PROBLEM TO WORK ON: Should a line below contain the word "None", report it.

---------------

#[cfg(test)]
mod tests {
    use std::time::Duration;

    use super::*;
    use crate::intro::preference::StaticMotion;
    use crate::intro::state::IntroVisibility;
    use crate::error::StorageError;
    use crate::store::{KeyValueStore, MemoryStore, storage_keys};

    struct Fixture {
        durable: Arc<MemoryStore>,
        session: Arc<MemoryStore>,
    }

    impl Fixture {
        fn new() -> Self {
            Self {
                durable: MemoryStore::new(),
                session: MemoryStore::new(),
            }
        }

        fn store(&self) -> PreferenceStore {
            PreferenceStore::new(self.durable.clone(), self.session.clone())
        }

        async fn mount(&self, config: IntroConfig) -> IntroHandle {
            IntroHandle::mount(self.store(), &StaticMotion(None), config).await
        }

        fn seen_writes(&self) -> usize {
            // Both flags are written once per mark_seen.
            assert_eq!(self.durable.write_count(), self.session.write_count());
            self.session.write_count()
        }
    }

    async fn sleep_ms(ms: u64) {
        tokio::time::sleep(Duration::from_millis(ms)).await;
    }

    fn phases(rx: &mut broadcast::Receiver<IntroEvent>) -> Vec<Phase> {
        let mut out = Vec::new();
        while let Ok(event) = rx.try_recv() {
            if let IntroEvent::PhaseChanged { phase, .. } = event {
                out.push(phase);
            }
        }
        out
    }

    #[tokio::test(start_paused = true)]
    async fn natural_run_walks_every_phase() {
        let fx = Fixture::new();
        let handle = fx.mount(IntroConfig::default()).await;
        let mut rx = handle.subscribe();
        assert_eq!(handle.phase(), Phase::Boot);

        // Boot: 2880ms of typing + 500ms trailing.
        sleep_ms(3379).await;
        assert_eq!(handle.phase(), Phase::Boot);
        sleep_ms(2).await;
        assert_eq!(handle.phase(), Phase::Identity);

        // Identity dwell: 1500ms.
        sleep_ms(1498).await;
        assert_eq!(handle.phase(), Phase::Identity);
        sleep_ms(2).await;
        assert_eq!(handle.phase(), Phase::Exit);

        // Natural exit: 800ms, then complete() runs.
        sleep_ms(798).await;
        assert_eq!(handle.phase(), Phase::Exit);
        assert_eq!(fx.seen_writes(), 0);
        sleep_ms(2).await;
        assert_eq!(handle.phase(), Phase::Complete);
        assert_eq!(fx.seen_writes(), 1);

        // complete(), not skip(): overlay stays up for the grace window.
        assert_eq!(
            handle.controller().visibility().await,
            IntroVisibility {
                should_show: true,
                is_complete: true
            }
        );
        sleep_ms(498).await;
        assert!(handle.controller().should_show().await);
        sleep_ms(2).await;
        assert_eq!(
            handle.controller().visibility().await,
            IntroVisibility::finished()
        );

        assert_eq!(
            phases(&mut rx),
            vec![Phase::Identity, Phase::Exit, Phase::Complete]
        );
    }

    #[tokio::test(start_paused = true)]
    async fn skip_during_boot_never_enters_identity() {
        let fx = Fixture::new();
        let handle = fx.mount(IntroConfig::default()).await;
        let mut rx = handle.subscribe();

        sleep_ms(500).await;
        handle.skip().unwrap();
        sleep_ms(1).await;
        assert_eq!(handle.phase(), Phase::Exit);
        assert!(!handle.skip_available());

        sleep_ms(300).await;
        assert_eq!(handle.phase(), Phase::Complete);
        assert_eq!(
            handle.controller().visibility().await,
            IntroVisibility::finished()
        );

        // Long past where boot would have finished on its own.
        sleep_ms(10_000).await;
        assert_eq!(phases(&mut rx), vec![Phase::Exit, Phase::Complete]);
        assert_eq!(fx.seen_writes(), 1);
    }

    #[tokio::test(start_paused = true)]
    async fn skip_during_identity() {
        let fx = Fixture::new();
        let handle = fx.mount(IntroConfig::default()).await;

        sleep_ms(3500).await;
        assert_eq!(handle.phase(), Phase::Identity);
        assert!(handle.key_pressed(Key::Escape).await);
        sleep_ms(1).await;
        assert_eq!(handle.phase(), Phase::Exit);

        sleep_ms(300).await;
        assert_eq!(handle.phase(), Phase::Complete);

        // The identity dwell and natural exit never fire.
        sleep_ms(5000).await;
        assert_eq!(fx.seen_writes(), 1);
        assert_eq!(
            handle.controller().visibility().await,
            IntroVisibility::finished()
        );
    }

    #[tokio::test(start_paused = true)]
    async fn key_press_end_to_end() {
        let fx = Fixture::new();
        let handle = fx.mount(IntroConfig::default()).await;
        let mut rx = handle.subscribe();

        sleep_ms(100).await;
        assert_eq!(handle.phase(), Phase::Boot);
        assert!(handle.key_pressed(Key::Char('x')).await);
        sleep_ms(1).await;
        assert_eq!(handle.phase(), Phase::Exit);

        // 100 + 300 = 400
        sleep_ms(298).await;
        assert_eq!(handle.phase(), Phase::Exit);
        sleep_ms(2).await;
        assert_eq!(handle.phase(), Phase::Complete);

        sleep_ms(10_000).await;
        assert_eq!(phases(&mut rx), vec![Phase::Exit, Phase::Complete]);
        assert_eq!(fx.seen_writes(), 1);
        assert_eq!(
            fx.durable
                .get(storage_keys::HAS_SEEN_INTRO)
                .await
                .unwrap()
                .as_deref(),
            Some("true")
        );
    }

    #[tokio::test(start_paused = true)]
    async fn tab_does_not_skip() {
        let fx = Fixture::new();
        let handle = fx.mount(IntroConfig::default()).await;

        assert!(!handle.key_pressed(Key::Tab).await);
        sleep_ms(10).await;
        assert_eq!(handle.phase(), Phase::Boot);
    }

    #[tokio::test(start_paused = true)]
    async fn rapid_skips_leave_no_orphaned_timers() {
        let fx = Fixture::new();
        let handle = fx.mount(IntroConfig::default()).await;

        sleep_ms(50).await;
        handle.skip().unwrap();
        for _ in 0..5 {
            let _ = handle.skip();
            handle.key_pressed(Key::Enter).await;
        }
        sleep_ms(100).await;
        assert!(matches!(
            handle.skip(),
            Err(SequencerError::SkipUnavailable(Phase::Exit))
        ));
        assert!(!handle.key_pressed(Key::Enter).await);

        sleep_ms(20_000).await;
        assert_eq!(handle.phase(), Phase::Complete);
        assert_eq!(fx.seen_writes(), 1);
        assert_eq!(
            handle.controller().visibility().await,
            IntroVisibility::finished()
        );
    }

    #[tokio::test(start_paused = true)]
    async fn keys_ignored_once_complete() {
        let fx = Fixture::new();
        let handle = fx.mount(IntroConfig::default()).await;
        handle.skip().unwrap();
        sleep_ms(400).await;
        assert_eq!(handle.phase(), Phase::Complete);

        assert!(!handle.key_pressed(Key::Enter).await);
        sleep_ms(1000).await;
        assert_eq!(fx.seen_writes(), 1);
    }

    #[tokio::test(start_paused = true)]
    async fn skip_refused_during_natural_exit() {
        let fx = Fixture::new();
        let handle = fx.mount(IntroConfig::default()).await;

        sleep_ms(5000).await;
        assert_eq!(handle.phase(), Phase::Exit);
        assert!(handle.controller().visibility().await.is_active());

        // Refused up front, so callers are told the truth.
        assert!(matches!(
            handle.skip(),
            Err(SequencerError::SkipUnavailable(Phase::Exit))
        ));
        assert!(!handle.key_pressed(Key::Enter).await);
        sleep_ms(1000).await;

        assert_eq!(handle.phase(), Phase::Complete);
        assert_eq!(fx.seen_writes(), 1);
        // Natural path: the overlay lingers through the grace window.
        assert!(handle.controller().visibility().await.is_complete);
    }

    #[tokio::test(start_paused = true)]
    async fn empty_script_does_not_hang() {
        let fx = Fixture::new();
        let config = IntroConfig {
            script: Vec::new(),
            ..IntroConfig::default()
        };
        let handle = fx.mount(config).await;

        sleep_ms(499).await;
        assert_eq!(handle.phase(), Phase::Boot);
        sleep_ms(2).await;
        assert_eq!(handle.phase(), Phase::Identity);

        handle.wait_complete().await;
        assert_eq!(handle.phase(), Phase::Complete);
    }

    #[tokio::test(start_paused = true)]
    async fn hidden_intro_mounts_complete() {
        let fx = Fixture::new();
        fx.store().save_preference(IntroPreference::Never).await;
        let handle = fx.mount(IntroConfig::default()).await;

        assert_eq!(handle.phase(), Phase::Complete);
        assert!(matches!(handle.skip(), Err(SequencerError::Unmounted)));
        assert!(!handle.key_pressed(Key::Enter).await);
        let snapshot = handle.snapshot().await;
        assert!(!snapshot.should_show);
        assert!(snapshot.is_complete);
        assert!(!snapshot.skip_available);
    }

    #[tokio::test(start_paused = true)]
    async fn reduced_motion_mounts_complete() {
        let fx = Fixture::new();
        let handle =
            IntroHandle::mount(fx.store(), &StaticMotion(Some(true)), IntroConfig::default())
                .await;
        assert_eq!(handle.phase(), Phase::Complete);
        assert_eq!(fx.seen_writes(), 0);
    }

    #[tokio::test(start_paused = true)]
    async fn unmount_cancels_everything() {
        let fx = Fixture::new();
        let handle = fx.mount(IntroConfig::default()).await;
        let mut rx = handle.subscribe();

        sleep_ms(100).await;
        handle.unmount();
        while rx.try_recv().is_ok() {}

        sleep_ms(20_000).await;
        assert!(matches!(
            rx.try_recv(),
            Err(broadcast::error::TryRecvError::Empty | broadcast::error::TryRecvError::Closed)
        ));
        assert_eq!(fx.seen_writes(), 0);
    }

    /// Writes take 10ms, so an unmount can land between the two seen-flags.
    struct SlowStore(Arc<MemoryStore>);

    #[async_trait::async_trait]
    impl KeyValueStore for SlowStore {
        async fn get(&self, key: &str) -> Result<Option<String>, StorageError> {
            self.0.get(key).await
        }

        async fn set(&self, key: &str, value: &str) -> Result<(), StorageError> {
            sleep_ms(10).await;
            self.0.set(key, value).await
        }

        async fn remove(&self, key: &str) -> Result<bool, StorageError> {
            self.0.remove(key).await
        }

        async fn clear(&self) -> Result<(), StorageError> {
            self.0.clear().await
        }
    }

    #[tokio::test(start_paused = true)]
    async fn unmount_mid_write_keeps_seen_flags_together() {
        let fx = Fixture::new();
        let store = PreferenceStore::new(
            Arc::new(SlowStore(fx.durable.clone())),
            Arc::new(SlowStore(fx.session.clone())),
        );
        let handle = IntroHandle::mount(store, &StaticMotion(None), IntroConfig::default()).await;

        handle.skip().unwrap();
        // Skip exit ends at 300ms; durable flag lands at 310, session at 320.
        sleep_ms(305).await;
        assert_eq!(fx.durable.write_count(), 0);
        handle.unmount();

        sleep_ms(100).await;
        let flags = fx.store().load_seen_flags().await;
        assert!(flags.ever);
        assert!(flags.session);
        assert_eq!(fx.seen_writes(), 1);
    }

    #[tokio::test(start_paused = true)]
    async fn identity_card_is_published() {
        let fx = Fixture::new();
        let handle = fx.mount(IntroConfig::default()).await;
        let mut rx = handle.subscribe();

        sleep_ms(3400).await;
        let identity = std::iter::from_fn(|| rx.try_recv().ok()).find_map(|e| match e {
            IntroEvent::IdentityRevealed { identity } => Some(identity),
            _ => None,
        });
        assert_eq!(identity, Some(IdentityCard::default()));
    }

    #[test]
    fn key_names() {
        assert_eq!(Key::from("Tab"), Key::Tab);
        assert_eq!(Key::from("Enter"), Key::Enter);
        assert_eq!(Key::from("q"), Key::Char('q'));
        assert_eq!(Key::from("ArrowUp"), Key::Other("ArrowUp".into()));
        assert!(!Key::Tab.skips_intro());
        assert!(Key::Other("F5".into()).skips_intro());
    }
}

---------------

EXPECTED ANSWER:
            IntroHandle::mount(self.store(), &StaticMotion(None), config).await
        let handle = IntroHandle::mount(store, &StaticMotion(None), IntroConfig::default()).await;
            _ => None,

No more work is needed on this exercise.